**GIVEN RECORDS**
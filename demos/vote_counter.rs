//! Counts votes delivered by nsqd and writes the totals to the poll
//! database every flush interval.

use std::sync::Arc;

use anyhow::Context;
use ballots::{
    shutdown::{shutdown_signal, Coordinator},
    sqlite::{open_pool, SqlitePollStore},
    transport::nsq::NsqConsumer,
    Aggregator, Config, Flusher, Tally, COUNTER_CHANNEL, VOTES_TOPIC,
};
use tracing::info;
use tracing_subscriber::EnvFilter;

#[tokio::main]
async fn main() -> anyhow::Result<()> {
    tracing_subscriber::fmt()
        .with_env_filter(EnvFilter::try_from_default_env().unwrap_or_else(|_| "info".into()))
        .init();

    let config = Config::from_env()?;
    let pool = open_pool(&config.database_url)
        .await
        .context("failed to open the poll database")?;
    let store = Arc::new(SqlitePollStore::new(pool.clone()));

    let tally = Arc::new(Tally::new());
    let aggregator = Arc::new(Aggregator::new(Arc::clone(&tally)));
    let subscription = NsqConsumer::subscribe(
        config.nsqd_addr.as_str(),
        VOTES_TOPIC,
        COUNTER_CHANNEL,
        config.max_in_flight,
        aggregator,
    )
    .await
    .context("failed to subscribe to nsqd")?;
    let flusher = Flusher::new(tally, store, config.flush_interval).run();

    Coordinator::new()
        .with_consumer(flusher, subscription)
        .run(shutdown_signal())
        .await;
    info!("Counter stopped");

    pool.close().await;
    Ok(())
}
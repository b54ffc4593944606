//! The broker sits between the relay, which publishes each vote, and the
//! counter, which subscribes to them.
//!
//! Votes travel under a single topic as raw option bytes, with no envelope.
//! Delivery is at-least-once and unordered, which is fine: counts are
//! commutative.
//!
//! - [Producer] is the publishing half, owned by a single
//! [Publisher](crate::Publisher) task.
//! - [MessageHandler] is what a subscription invokes for each delivered
//! message, possibly from many tasks at once.
//! - [Subscription] represents a subscription running in the background.

#[cfg(any(test, feature = "mocks"))]
pub mod mock;
pub mod nsq;

use std::error::Error;

use async_trait::async_trait;
use bytes::Bytes;
use tokio::{sync::oneshot::Receiver, task::JoinError};

use crate::util::TaskContext;

/// Error returned by a [MessageHandler]; the message will be redelivered.
pub type HandlerError = Box<dyn Error + Send + Sync>;

/// The publishing half of a broker connection.
#[async_trait]
pub trait Producer: Send + 'static {
    /// An error occurring from an operation.
    type Error: Error + Send + Sync + 'static;

    /// Publish a single message, returning once the broker has accepted it.
    async fn publish(&mut self, topic: &str, body: Bytes) -> Result<(), Self::Error>;

    /// Flush anything still buffered client-side and disconnect.
    async fn stop(&mut self) -> Result<(), Self::Error>;
}

/// Invoked once per delivered message.
#[async_trait]
pub trait MessageHandler: Send + Sync + 'static {
    async fn handle_message(&self, body: &[u8]) -> Result<(), HandlerError>;
}

/// A subscription delivering messages to a [MessageHandler] in the
/// background.
///
/// Stopping is cooperative: after [stop](Subscription::stop), the
/// subscription finishes any message it is handling before
/// [stopped](Subscription::stopped) resolves.
#[derive(Debug)]
pub struct Subscription {
    task: TaskContext<()>,
}

impl Subscription {
    pub(crate) fn spawn<F, Fut>(task: F) -> Self
    where
        F: FnOnce(Receiver<()>) -> Fut,
        Fut: std::future::Future<Output = ()> + Send + 'static,
    {
        Self {
            task: TaskContext::spawn("subscription", task),
        }
    }

    /// Ask the subscription to stop receiving messages.
    pub fn stop(&mut self) {
        self.task.destruct();
    }

    /// Wait until all in-flight messages are handled and the connection is
    /// closed.
    pub async fn stopped(self) -> Result<(), JoinError> {
        self.task.finished().await
    }
}
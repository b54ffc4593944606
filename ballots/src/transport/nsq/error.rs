use std::io;

use thiserror::Error;

use crate::codec::{CodecError, MessageId};

#[derive(Debug, Error)]
pub enum NsqError {
    #[error("invalid topic or channel name {0:?}")]
    InvalidName(String),
    #[error("nsqd error: {0}")]
    Server(String),
    #[error("unexpected response from nsqd: {0}")]
    UnexpectedResponse(String),
    #[error("unexpected message {0} outside a subscription")]
    UnexpectedMessage(MessageId),
    #[error("connection closed by nsqd")]
    ConnectionClosed,
    #[error("producer already stopped")]
    Stopped,
    #[error("codec error")]
    Codec(#[from] CodecError),
    #[error("io error")]
    Io(#[from] io::Error),
}
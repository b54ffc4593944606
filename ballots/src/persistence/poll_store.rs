use std::error::Error;

use async_trait::async_trait;

/// This is the interface the counter flushes its tally through.
#[async_trait]
pub trait PollStore: Send + Sync + 'static {
    /// An error occurring from an operation.
    type Error: Error + Send + Sync + 'static;

    /// Every option offered by any poll, without duplicates.
    async fn options(&self) -> Result<Vec<String>, Self::Error>;

    /// Add `count` to the result of `option` in every poll offering it.
    /// Returns how many polls were updated, which may be zero.
    async fn increment(&self, option: &str, count: u64) -> Result<u64, Self::Error>;
}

**WORK TO COMPLETE**
Each line of the entries that contains the word "crate" should be listed.

**EXERCISE RESULT**
//! [Publisher](crate::Publisher) task.
use crate::util::TaskContext;
    pub(crate) fn spawn<F, Fut>(task: F) -> Self
use crate::codec::{CodecError, MessageId};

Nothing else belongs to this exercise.